The lines to repeat are those below from the one containing "assert!(town.control_channel.is_none());" down to the one containing "assert_eq!(town.key(), TownKey::new(GUILD, 1));", both included; reproduce them exactly and nothing else.

↓

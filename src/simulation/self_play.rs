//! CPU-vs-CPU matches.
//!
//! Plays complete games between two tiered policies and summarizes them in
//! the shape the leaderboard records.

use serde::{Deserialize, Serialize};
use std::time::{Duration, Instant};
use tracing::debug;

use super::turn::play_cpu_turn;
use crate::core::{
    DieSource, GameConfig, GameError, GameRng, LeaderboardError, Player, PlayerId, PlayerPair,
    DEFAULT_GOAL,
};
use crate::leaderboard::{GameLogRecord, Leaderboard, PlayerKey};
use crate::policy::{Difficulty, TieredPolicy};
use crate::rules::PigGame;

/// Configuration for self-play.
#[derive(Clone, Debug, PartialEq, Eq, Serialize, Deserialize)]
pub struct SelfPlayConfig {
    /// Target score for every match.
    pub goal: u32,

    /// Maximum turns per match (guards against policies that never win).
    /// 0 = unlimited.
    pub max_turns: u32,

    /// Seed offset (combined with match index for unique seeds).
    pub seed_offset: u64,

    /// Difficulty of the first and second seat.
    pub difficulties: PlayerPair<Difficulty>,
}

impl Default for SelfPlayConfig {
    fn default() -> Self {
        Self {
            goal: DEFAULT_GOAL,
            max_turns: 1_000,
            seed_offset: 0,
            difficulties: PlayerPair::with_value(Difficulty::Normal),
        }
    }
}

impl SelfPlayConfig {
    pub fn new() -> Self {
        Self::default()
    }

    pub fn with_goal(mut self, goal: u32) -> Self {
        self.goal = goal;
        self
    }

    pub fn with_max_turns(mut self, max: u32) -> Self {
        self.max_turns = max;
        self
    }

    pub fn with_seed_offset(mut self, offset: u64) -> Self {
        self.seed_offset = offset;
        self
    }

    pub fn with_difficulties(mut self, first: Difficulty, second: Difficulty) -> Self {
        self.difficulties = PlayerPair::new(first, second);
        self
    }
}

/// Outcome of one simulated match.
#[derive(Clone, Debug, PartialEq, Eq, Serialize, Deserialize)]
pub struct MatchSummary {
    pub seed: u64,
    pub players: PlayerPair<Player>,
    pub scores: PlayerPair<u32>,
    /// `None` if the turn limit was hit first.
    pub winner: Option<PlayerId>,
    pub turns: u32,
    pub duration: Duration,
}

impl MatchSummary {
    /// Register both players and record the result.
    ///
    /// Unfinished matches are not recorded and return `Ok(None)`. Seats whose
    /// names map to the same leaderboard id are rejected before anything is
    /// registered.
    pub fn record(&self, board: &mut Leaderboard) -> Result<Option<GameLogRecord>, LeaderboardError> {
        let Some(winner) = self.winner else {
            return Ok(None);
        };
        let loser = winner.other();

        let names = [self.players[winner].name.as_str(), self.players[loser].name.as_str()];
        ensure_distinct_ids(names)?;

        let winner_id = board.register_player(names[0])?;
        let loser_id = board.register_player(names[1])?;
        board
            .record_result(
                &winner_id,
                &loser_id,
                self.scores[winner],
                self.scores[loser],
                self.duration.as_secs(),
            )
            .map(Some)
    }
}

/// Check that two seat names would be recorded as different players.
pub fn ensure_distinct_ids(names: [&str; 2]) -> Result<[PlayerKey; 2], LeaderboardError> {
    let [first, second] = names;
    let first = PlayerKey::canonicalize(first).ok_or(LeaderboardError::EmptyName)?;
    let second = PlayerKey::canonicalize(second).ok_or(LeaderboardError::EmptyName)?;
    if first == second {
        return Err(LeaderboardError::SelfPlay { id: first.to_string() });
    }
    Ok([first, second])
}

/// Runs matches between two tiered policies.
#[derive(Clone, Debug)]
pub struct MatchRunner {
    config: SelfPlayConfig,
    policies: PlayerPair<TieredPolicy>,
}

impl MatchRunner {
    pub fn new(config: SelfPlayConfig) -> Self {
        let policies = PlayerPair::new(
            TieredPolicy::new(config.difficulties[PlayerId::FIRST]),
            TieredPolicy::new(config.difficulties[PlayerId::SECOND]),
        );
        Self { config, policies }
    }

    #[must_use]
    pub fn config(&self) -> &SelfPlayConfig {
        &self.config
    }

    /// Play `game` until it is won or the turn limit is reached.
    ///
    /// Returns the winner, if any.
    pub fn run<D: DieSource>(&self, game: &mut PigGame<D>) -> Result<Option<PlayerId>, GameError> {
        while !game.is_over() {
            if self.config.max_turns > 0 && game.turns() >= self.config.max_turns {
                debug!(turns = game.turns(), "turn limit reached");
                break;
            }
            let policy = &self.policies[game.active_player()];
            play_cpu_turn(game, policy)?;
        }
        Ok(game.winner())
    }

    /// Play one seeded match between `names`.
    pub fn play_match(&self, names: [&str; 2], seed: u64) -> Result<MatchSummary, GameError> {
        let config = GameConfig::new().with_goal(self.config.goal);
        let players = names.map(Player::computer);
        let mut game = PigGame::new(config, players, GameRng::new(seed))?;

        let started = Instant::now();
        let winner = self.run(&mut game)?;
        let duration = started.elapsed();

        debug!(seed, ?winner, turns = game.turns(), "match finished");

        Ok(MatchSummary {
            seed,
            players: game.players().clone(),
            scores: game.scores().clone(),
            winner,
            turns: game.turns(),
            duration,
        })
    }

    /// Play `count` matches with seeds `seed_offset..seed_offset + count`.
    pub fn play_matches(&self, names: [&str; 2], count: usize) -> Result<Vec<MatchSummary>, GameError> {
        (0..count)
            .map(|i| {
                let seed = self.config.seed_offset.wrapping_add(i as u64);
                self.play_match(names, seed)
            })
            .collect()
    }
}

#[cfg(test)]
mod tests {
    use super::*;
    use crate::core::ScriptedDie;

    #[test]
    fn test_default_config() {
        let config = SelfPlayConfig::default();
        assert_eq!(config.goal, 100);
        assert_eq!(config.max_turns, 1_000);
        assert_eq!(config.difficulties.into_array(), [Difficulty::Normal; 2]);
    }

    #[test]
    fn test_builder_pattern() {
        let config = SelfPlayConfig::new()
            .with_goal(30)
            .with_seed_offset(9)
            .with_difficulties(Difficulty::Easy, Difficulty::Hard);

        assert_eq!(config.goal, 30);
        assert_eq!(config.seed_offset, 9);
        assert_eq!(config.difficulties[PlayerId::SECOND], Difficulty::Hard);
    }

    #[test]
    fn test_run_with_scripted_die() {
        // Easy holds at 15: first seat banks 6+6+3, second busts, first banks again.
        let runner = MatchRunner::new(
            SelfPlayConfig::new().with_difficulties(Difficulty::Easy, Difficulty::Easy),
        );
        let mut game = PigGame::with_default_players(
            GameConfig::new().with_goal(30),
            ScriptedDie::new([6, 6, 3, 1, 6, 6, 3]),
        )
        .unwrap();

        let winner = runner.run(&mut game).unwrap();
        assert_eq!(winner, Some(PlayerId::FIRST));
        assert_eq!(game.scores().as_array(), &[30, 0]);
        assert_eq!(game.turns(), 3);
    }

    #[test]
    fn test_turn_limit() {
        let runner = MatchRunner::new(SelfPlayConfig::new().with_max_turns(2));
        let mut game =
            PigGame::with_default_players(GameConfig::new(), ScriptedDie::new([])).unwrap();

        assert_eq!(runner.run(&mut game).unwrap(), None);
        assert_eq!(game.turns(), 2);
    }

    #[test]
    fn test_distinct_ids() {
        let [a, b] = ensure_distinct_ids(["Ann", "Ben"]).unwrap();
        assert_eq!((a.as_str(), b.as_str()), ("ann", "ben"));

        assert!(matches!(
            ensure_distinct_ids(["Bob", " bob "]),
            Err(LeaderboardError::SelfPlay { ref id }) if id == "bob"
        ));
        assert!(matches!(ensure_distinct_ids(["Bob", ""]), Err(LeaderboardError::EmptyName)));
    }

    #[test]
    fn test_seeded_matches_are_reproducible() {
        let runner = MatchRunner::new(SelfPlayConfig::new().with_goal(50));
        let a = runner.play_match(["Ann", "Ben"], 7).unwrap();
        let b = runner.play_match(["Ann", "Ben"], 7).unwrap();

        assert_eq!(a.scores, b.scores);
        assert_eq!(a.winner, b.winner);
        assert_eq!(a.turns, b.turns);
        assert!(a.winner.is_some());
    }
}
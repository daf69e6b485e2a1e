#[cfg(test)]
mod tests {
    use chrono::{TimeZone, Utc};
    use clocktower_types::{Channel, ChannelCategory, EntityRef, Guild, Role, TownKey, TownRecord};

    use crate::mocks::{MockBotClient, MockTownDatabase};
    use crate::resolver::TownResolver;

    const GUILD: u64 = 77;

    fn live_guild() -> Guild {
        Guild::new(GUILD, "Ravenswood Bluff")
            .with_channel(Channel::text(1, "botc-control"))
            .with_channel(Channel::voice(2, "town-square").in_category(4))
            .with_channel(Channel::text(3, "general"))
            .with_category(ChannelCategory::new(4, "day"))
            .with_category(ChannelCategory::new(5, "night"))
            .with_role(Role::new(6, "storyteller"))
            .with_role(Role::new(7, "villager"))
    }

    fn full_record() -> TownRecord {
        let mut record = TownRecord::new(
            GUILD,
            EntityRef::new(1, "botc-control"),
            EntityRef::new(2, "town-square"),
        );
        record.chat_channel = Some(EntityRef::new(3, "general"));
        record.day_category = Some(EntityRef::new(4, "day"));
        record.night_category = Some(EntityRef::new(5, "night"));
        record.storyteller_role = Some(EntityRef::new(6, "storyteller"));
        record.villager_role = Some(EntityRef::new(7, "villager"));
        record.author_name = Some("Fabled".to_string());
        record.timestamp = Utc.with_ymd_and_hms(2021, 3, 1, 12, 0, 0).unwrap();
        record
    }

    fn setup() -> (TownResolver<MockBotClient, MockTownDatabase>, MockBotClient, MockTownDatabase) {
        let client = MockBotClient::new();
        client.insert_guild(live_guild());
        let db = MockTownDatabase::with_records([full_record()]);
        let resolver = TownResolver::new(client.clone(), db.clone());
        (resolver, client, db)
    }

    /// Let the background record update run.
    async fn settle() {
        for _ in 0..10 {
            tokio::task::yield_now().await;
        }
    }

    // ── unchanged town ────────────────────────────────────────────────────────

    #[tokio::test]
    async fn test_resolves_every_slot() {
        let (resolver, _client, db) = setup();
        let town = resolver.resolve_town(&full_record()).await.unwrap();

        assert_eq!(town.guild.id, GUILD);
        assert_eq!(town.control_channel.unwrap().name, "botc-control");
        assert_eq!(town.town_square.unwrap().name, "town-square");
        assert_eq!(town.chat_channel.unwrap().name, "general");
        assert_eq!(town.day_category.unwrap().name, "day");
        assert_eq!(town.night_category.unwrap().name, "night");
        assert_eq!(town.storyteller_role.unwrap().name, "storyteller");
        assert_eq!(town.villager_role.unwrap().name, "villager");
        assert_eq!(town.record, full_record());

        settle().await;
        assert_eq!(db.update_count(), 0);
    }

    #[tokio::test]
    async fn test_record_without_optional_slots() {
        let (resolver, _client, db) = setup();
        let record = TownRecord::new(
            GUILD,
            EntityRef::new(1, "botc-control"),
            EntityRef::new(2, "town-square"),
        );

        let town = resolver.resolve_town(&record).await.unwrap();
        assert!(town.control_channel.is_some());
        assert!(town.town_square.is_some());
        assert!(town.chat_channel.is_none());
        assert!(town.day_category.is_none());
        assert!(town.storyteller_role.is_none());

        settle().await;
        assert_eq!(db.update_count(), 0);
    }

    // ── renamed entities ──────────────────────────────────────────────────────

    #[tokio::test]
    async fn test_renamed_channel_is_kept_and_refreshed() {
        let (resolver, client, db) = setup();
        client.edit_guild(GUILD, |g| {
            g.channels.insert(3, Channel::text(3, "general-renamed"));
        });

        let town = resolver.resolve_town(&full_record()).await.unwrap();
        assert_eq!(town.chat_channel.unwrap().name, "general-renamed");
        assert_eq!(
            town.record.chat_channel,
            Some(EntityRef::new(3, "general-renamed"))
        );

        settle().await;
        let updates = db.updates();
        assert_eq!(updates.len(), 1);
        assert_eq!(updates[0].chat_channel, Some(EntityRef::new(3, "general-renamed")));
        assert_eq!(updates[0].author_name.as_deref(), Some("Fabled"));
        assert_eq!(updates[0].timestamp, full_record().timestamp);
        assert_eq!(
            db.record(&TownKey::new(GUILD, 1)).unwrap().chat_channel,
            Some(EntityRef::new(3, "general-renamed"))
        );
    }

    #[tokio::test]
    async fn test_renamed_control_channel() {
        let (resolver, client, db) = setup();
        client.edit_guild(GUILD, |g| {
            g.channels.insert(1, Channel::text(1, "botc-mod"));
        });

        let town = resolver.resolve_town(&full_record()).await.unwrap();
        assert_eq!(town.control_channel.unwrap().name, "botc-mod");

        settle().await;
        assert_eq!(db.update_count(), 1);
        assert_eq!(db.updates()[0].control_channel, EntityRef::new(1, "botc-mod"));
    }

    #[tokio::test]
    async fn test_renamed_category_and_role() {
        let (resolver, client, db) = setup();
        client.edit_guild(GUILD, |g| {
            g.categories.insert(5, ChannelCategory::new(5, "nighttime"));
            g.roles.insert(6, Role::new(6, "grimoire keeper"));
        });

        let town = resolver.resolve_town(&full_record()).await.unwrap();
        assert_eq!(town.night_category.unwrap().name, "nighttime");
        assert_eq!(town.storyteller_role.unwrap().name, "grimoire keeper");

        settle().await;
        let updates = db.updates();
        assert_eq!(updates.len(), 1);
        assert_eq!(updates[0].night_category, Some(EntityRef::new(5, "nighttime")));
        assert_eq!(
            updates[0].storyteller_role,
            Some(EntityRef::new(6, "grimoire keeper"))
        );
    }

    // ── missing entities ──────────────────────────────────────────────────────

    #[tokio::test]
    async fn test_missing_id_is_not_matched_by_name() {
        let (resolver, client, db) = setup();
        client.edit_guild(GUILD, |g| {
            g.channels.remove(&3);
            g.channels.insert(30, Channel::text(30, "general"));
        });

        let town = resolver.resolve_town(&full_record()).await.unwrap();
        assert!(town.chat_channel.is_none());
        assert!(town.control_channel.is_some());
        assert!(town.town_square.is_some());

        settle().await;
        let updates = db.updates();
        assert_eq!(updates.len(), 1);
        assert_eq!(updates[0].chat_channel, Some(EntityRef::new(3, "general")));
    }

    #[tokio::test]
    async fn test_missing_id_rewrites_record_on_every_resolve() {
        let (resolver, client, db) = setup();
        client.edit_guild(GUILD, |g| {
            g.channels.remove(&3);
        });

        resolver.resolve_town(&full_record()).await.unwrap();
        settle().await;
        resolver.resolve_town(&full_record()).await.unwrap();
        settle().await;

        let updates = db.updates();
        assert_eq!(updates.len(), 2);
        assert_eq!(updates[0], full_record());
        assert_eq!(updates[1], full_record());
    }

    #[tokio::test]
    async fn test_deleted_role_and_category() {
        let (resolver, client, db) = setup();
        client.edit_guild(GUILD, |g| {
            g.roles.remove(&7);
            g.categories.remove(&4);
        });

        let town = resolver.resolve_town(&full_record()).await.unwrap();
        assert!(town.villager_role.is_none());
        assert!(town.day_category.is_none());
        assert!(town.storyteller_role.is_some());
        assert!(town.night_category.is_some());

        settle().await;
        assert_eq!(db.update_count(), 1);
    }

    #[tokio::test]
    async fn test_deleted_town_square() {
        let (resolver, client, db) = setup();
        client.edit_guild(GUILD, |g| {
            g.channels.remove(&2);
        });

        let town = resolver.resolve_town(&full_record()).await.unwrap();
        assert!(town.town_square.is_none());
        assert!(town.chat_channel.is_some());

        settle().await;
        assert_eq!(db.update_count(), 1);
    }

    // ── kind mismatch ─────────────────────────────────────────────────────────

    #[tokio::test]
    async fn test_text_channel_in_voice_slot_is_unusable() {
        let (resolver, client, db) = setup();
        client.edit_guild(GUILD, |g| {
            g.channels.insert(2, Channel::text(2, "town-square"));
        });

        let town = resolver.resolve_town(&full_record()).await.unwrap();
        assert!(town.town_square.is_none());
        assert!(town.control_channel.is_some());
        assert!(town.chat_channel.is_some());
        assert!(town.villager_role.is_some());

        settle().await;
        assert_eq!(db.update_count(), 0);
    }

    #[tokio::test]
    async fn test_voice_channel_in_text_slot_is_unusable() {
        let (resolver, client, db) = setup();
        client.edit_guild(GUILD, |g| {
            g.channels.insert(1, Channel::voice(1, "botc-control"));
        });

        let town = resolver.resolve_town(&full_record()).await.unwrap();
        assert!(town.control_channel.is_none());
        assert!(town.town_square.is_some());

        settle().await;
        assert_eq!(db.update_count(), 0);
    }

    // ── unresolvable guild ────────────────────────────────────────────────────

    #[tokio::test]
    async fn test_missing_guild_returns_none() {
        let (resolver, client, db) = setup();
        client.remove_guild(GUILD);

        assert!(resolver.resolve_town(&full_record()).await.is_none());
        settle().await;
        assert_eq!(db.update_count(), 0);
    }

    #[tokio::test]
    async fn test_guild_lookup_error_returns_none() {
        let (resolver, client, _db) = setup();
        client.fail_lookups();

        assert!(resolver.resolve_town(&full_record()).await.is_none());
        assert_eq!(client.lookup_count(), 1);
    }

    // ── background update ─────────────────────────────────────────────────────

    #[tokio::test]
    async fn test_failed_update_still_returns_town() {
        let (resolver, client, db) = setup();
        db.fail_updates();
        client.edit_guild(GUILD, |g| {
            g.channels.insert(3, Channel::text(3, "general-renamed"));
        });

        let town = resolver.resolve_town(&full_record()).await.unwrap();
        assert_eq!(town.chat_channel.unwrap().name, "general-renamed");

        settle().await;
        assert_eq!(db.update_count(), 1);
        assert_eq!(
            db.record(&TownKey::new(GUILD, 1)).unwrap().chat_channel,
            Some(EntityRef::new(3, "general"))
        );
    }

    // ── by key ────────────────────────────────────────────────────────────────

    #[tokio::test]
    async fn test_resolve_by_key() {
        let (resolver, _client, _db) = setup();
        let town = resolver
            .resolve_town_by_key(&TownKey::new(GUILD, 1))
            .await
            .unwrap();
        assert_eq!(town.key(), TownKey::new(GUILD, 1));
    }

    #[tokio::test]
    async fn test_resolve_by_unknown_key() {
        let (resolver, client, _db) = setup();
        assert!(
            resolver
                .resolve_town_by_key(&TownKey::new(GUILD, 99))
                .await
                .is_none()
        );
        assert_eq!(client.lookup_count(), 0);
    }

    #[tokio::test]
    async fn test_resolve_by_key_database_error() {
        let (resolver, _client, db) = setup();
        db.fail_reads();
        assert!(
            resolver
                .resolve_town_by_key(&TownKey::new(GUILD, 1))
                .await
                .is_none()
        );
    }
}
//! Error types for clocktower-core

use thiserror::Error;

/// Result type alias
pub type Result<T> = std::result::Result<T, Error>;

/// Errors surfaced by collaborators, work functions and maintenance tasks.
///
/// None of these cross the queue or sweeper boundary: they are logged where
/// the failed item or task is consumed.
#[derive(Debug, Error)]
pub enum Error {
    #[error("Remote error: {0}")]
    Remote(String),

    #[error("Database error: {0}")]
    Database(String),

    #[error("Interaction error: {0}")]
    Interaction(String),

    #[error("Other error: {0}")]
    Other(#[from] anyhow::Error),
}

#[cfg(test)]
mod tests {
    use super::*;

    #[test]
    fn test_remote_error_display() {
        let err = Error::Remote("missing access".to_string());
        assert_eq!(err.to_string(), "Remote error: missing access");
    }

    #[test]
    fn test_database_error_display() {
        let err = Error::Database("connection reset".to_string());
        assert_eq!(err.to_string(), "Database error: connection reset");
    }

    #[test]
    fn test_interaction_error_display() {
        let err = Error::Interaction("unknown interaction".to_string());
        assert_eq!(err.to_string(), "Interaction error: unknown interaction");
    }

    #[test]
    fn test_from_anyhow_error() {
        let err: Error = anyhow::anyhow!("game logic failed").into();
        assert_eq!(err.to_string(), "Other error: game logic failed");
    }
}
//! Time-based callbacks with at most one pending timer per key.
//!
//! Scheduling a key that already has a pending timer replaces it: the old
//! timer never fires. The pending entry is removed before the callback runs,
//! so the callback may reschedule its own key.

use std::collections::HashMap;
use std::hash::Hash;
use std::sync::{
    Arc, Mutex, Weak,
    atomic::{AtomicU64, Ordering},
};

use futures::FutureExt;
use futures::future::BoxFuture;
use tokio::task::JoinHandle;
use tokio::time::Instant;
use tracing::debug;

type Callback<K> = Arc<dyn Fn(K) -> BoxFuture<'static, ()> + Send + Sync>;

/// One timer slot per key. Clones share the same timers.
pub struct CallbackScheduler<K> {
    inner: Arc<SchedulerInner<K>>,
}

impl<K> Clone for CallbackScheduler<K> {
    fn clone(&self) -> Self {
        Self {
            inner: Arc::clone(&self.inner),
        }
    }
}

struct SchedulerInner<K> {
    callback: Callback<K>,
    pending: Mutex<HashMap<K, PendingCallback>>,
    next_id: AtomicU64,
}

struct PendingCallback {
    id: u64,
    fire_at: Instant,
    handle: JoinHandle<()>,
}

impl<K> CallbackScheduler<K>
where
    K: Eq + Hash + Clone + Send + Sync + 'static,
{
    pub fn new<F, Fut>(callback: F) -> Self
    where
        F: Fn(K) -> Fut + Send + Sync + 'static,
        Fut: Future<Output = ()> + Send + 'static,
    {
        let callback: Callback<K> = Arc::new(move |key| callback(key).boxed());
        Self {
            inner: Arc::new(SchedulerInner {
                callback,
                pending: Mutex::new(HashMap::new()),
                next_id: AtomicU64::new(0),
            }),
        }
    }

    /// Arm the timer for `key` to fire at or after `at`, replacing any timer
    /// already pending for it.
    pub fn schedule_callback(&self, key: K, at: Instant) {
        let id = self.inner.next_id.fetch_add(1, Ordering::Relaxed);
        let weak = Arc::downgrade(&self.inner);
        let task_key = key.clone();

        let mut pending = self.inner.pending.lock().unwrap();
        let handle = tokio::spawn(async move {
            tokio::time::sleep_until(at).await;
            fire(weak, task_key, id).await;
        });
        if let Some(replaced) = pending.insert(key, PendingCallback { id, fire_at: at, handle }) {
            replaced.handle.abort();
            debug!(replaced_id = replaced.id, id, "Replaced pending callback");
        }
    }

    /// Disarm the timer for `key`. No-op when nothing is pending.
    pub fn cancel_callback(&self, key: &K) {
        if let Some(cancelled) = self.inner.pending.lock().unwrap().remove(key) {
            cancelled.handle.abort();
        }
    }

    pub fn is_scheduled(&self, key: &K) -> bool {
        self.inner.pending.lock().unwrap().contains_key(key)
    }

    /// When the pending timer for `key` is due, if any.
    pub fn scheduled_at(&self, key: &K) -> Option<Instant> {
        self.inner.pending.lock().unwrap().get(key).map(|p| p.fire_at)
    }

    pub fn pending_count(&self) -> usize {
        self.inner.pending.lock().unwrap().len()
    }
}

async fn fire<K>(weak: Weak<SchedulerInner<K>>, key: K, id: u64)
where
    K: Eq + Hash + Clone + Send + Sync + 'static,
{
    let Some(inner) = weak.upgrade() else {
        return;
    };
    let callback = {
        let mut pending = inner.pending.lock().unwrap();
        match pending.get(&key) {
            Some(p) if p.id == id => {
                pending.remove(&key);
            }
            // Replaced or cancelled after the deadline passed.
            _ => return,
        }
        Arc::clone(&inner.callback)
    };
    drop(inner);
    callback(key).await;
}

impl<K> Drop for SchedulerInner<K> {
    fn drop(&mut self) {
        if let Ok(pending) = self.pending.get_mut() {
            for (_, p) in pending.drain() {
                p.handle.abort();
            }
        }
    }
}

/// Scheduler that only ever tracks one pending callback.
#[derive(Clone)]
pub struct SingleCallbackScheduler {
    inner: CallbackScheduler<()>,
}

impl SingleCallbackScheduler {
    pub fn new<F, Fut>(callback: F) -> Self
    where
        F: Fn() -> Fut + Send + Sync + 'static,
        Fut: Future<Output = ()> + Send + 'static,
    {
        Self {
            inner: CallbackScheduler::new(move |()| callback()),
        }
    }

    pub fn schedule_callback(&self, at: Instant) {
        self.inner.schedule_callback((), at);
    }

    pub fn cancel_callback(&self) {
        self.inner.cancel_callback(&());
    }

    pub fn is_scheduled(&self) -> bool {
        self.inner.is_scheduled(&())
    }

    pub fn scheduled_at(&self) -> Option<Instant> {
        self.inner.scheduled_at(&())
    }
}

↑

-- RESULT FOR THIS TASK --
        assert!(town.control_channel.is_none());
        assert!(town.town_square.is_some());

        settle().await;
        assert_eq!(db.update_count(), 0);
    }

    // ── unresolvable guild ────────────────────────────────────────────────────

    #[tokio::test]
    async fn test_missing_guild_returns_none() {
        let (resolver, client, db) = setup();
        client.remove_guild(GUILD);

        assert!(resolver.resolve_town(&full_record()).await.is_none());
        settle().await;
        assert_eq!(db.update_count(), 0);
    }

    #[tokio::test]
    async fn test_guild_lookup_error_returns_none() {
        let (resolver, client, _db) = setup();
        client.fail_lookups();

        assert!(resolver.resolve_town(&full_record()).await.is_none());
        assert_eq!(client.lookup_count(), 1);
    }

    // ── background update ─────────────────────────────────────────────────────

    #[tokio::test]
    async fn test_failed_update_still_returns_town() {
        let (resolver, client, db) = setup();
        db.fail_updates();
        client.edit_guild(GUILD, |g| {
            g.channels.insert(3, Channel::text(3, "general-renamed"));
        });

        let town = resolver.resolve_town(&full_record()).await.unwrap();
        assert_eq!(town.chat_channel.unwrap().name, "general-renamed");

        settle().await;
        assert_eq!(db.update_count(), 1);
        assert_eq!(
            db.record(&TownKey::new(GUILD, 1)).unwrap().chat_channel,
            Some(EntityRef::new(3, "general"))
        );
    }

    // ── by key ────────────────────────────────────────────────────────────────

    #[tokio::test]
    async fn test_resolve_by_key() {
        let (resolver, _client, _db) = setup();
        let town = resolver
            .resolve_town_by_key(&TownKey::new(GUILD, 1))
            .await
            .unwrap();
        assert_eq!(town.key(), TownKey::new(GUILD, 1));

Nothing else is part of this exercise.